# [THE PROBLEM]
Exactly the lines below from the one with "fn write_lines(tree: &mut" up to and including the one with "if index < last" make up the answer, with nothing else added.
** DATASET EXCERPTS follows **
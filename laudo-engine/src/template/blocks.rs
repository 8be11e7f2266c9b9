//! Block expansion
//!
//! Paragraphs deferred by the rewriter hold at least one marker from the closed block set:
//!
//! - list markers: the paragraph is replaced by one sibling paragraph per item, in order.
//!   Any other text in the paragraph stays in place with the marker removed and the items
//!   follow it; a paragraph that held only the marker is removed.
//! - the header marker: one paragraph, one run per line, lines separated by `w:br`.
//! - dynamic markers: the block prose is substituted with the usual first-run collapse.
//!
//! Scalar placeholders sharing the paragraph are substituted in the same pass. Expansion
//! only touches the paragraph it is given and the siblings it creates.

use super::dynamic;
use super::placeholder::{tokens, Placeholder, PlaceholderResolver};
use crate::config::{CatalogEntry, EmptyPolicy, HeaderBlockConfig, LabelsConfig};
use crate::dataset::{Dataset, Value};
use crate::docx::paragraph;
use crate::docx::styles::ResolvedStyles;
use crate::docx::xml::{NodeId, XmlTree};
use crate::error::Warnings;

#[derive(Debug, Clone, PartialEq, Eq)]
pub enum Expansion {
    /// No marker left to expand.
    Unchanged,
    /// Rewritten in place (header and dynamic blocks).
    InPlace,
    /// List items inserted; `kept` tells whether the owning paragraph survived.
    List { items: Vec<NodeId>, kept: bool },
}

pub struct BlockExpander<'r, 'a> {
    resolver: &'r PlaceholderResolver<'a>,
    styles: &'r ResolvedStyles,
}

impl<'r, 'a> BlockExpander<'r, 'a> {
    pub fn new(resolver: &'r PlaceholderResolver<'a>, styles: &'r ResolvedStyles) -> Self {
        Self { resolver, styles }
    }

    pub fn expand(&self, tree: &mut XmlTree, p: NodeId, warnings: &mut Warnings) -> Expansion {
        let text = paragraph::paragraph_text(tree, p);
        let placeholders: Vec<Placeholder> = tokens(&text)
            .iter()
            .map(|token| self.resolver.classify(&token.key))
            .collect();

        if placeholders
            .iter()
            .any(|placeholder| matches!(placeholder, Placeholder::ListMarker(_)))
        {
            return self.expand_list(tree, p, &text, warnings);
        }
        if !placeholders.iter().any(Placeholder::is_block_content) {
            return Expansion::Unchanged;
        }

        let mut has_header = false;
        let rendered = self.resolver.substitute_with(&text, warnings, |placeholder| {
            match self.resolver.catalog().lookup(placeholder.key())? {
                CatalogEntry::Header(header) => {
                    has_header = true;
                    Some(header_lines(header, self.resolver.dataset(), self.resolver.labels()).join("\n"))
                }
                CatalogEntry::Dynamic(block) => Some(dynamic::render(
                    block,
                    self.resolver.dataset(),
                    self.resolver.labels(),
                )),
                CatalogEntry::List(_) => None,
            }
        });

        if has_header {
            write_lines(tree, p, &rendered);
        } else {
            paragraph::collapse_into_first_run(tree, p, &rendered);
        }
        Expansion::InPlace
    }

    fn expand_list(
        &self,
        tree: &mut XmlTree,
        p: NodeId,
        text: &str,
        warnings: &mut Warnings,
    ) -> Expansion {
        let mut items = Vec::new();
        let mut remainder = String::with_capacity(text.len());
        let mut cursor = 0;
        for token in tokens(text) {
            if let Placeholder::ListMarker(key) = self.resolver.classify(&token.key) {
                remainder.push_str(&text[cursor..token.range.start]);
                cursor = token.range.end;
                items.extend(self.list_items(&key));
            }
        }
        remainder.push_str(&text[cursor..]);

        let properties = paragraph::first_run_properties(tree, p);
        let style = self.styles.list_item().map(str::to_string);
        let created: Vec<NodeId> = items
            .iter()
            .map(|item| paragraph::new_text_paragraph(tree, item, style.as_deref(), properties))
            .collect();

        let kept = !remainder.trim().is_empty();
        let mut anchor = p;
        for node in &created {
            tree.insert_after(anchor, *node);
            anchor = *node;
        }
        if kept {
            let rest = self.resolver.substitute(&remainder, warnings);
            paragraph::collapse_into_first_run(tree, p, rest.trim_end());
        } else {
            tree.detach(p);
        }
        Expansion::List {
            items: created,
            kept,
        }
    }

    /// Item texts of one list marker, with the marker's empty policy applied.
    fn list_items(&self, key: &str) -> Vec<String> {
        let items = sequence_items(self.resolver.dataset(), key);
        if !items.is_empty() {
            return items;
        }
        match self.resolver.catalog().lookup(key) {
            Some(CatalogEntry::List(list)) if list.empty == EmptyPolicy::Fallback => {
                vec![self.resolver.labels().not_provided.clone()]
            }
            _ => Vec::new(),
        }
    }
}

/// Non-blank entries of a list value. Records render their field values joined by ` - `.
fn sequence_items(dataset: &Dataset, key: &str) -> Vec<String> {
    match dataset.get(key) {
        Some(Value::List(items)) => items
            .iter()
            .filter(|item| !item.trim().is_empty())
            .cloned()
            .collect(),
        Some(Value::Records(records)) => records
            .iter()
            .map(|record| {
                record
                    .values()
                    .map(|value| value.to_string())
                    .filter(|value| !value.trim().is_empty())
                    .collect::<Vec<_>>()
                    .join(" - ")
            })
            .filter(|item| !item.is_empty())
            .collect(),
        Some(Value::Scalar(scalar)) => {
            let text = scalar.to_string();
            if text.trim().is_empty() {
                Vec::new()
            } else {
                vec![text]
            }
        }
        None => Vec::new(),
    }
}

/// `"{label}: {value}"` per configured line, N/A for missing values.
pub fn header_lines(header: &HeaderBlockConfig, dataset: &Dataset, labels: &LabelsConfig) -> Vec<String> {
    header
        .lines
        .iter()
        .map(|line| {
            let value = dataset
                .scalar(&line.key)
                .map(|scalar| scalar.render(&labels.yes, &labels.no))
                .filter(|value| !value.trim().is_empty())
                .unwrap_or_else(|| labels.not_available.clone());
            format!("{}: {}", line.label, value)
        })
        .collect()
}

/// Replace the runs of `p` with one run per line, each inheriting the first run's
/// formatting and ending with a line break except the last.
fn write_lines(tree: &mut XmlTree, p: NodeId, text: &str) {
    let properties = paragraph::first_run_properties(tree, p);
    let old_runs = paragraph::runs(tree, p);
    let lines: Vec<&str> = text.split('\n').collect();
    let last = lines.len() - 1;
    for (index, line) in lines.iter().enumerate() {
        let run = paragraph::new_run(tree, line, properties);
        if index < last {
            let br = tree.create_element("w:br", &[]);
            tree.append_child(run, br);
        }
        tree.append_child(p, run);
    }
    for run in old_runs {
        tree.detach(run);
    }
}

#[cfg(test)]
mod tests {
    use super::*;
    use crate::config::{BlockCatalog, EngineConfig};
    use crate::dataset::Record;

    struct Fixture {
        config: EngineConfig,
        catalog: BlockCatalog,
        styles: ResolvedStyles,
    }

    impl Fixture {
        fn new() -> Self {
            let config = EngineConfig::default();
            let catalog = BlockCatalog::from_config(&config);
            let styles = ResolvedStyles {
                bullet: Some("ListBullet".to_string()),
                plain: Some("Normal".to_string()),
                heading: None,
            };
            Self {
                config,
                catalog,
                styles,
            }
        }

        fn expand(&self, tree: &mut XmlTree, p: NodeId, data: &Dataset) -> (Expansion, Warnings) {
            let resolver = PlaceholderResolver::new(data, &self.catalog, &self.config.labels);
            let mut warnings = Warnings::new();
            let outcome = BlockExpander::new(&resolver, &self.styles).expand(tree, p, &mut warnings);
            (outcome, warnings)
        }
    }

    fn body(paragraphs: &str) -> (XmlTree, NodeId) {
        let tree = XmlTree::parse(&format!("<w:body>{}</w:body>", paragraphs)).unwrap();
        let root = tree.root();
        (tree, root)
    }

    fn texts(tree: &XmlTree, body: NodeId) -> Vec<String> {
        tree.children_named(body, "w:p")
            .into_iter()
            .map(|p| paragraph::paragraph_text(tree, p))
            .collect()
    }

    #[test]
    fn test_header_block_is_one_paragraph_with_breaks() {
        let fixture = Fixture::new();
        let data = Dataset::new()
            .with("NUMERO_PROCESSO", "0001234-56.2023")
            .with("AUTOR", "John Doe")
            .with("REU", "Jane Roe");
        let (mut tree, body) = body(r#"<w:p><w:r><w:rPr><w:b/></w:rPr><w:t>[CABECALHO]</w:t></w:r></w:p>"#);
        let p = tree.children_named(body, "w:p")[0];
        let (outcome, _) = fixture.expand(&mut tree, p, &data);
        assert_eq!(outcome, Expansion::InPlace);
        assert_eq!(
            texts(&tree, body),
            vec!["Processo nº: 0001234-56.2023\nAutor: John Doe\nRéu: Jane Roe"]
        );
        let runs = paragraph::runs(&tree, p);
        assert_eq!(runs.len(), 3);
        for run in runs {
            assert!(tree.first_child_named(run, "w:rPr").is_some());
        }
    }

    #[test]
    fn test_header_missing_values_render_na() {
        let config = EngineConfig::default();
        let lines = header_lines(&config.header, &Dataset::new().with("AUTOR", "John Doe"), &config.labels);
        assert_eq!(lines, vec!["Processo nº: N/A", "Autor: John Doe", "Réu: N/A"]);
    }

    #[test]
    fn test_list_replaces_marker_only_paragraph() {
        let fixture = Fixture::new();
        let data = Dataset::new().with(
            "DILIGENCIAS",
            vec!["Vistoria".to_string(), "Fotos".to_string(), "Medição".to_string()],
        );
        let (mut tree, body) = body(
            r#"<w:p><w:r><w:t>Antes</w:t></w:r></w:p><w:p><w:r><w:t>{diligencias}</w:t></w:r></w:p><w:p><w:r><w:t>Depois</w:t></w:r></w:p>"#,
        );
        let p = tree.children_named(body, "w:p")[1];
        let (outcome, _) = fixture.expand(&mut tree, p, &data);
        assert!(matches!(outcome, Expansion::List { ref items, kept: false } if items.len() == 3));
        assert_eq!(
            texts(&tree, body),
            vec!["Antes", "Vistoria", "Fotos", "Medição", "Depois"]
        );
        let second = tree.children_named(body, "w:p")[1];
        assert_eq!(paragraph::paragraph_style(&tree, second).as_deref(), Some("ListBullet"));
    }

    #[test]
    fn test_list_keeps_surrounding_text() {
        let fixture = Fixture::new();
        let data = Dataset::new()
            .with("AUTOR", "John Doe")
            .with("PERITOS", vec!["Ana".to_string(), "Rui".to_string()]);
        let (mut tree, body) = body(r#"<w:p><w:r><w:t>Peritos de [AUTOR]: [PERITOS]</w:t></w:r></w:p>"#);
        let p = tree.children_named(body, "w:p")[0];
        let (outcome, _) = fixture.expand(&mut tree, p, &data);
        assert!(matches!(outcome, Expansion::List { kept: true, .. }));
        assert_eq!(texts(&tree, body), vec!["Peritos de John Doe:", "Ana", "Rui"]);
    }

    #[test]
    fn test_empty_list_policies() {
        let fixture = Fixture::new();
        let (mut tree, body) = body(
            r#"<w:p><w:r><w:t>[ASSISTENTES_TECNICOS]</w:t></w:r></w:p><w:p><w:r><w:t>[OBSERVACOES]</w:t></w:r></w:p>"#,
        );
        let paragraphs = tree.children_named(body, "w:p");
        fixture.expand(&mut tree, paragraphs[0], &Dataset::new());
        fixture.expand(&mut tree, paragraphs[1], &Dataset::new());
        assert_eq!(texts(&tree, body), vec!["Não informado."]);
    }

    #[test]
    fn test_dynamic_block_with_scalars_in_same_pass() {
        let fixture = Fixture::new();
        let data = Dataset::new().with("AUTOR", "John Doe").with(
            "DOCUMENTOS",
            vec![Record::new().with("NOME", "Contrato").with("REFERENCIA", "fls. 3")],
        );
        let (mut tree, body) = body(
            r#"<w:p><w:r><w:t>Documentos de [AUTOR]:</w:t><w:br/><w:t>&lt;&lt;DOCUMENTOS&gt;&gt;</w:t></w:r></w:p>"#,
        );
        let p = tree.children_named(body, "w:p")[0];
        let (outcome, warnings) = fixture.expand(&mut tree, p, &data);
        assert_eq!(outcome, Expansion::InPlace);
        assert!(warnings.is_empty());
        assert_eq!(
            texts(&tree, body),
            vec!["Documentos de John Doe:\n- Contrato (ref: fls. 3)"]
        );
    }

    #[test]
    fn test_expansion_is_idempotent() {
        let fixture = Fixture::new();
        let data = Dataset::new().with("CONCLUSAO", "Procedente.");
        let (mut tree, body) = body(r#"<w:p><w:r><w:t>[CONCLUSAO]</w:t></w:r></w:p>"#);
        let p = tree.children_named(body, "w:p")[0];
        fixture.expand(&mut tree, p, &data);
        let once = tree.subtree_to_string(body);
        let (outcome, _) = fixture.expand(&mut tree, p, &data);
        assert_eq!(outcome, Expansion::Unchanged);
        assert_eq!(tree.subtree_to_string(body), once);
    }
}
** End of DATASET EXCERPTS **
# [ANSWER BOX]
fn write_lines(tree: &mut XmlTree, p: NodeId, text: &str) {
    let properties = paragraph::first_run_properties(tree, p);
    let old_runs = paragraph::runs(tree, p);
    let lines: Vec<&str> = text.split('\n').collect();
    let last = lines.len() - 1;
    for (index, line) in lines.iter().enumerate() {
        let run = paragraph::new_run(tree, line, properties);
        if index < last {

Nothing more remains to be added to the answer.